All submitters will receive an email confirming the outcome of their abstracts. All of these criteria are key considerations in the acceptance of all submissions. We reserve the right to discuss your submission with you as part of the process of assembling the programme.
Please note: Abstracts for 15 minute Oral presentations may be submitted before all analyses and interpretations of the results have been finalised, but authors must at least report some preliminary results.

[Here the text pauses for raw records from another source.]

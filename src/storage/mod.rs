//! Storage backends for Kharcha
//!
//! - Postgres: Durable storage for sessions, ledger records and notifications
//! - Memory: Process-local storage for development and tests

mod memory;
mod postgres;

pub use memory::MemoryStore;
pub use postgres::{PostgresConfig, PostgresStore};

use crate::ledger::{Loan, Notification, Subscription, Transaction};
pub use async_trait::async_trait;
use chrono::{DateTime, NaiveDate, Utc};
use thiserror::Error;
use uuid::Uuid;

/// Storage errors
#[derive(Debug, Clone, Error)]
pub enum StorageError {
    #[error("database error: {0}")]
    Database(String),

    #[error("not found: {0}")]
    NotFound(String),

    #[error("serialization error: {0}")]
    Serialization(String),
}

/// Server-side half of a session
#[derive(Debug, Clone, PartialEq, Eq)]
pub struct SessionRecord {
    /// Session ID (the token without its prefix)
    pub id: String,
    pub email: String,
    pub created_at: DateTime<Utc>,
    pub expires_at: DateTime<Utc>,
}

impl SessionRecord {
    pub fn is_expired(&self, now: DateTime<Utc>) -> bool {
        now >= self.expires_at
    }
}

/// Trait for session and sign-in link bookkeeping
#[async_trait]
pub trait SessionStore: Send + Sync {
    /// Persist a new session
    async fn create_session(&self, record: &SessionRecord) -> Result<(), StorageError>;

    /// Look up a session by ID
    async fn get_session(&self, id: &str) -> Result<Option<SessionRecord>, StorageError>;

    /// Delete a session (sign-out); deleting an unknown session is not an error
    async fn delete_session(&self, id: &str) -> Result<(), StorageError>;

    /// Mark a sign-in link nonce as used
    ///
    /// Returns `false` if the nonce had already been consumed.
    async fn consume_link_nonce(
        &self,
        nonce: &str,
        expires_at: DateTime<Utc>,
    ) -> Result<bool, StorageError>;

    /// Delete sessions and link nonces expired at `now`, returns how many went
    async fn purge_expired(&self, now: DateTime<Utc>) -> Result<u64, StorageError>;
}

/// Trait for transactions, subscriptions and loans
#[async_trait]
pub trait LedgerStore: Send + Sync {
    async fn add_transaction(&self, tx: &Transaction) -> Result<(), StorageError>;

    /// Transactions for a user, newest date first
    async fn list_transactions(&self, user: &str) -> Result<Vec<Transaction>, StorageError>;

    async fn add_subscription(&self, sub: &Subscription) -> Result<(), StorageError>;

    async fn list_subscriptions(&self, user: &str) -> Result<Vec<Subscription>, StorageError>;

    /// Every active subscription across all users (reminder scan)
    async fn active_subscriptions(&self) -> Result<Vec<Subscription>, StorageError>;

    async fn add_loan(&self, loan: &Loan) -> Result<(), StorageError>;

    async fn list_loans(&self, user: &str) -> Result<Vec<Loan>, StorageError>;

    /// Mark a user's loan settled
    async fn settle_loan(&self, user: &str, id: Uuid) -> Result<(), StorageError>;

    /// Unsettled loans due on `date`, across all users (reminder scan)
    async fn open_loans_due_on(&self, date: NaiveDate) -> Result<Vec<Loan>, StorageError>;
}

/// Trait for user notifications
#[async_trait]
pub trait NotificationStore: Send + Sync {
    /// Insert a notification unless one with the same user and dedupe key exists
    ///
    /// Returns `true` if the notification was inserted.
    async fn insert_notification(&self, notification: &Notification) -> Result<bool, StorageError>;

    /// Notifications for a user, newest first
    async fn list_notifications(
        &self,
        user: &str,
        unread_only: bool,
    ) -> Result<Vec<Notification>, StorageError>;

    /// Mark every notification of a user read, returns how many changed
    async fn mark_all_read(&self, user: &str) -> Result<u64, StorageError>;
}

Vague statements, such as ‘results will be discussed’, will not be accepted.
- Abstract submission
When submitting an Abstract, you will be required to provide the following information in the Portal and in your Abstract respectively.
Portal (instructions within the Portal are clear and self-explanatory)

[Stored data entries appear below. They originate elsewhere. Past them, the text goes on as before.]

//! Scheduled handlers and their registry

use crate::reminders::cron::JobArgs;
use crate::reminders::ScheduleError;
use async_trait::async_trait;
use std::collections::HashMap;
use std::sync::Arc;

/// A function the scheduler can invoke by name
#[async_trait]
pub trait ScheduledHandler: Send + Sync {
    async fn run(&self, args: &JobArgs) -> Result<(), ScheduleError>;
}

/// Handlers by registry name
#[derive(Default, Clone)]
pub struct HandlerRegistry {
    handlers: HashMap<String, Arc<dyn ScheduledHandler>>,
}

impl HandlerRegistry {
    pub fn new() -> Self {
        Self::default()
    }

    pub fn register(&mut self, name: &str, handler: Arc<dyn ScheduledHandler>) -> &mut Self {
        self.handlers.insert(name.to_string(), handler);
        self
    }

    pub fn get(&self, name: &str) -> Option<Arc<dyn ScheduledHandler>> {
        self.handlers.get(name).cloned()
    }

    /// Registered names, sorted
    pub fn names(&self) -> Vec<&str> {
        let mut names: Vec<&str> = self.handlers.keys().map(String::as_str).collect();
        names.sort_unstable();
        names
    }
}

- Abstract title (should reflect the content of the presentation)
- Name, affiliation and contact details of the corresponding (presenting) Author
- Preferred presentation type (Oral presentation or Poster)
- Permission to publish your Abstract in the conference handbook which will be available online
- Acknowledgement that the presenting Author will register and attend the 11th Indo-Pacific Fish Conference and the Australian Society for Fish Biology 2023
Abstract (details are specified in the Template)
- Abstract title (same as in the portal)
- Names, affiliations and email addresses of the presenting Author and any Co-author(s)
- Abstract text (max. length 250 words, excluding Title, Authors and Biography)
- The completed Abstract in prescribed Template format should be uploaded as a Word document
Early submission of abstracts is recommended. The closing date is
11 June 2023 25 June 2023.
Once your Abstract has been accepted for a presentation at the 11th Indo-Pacific Fish Conference and the Australian Society for Fish Biology 2023, you are required to register and pay to attend before Author registration deadline 12 September 2023 to avoid being removed from the programme.
Please note: Early Bird Registrations close on 12 September 2023.
- Abstract template
Authors are required to download and use the 11th Indo-Pacific Fish Conference and the Australian Society for Fish Biology 2023 Abstract Template to format their Abstracts.
- The format of, and instructions for, the Template will need to be followed for the Abstract to be considered for review
- Abstracts must be submitted in Word format only.
- Abstract notification
Authors will be notified of the outcome of the review process by or before 12 July 2023.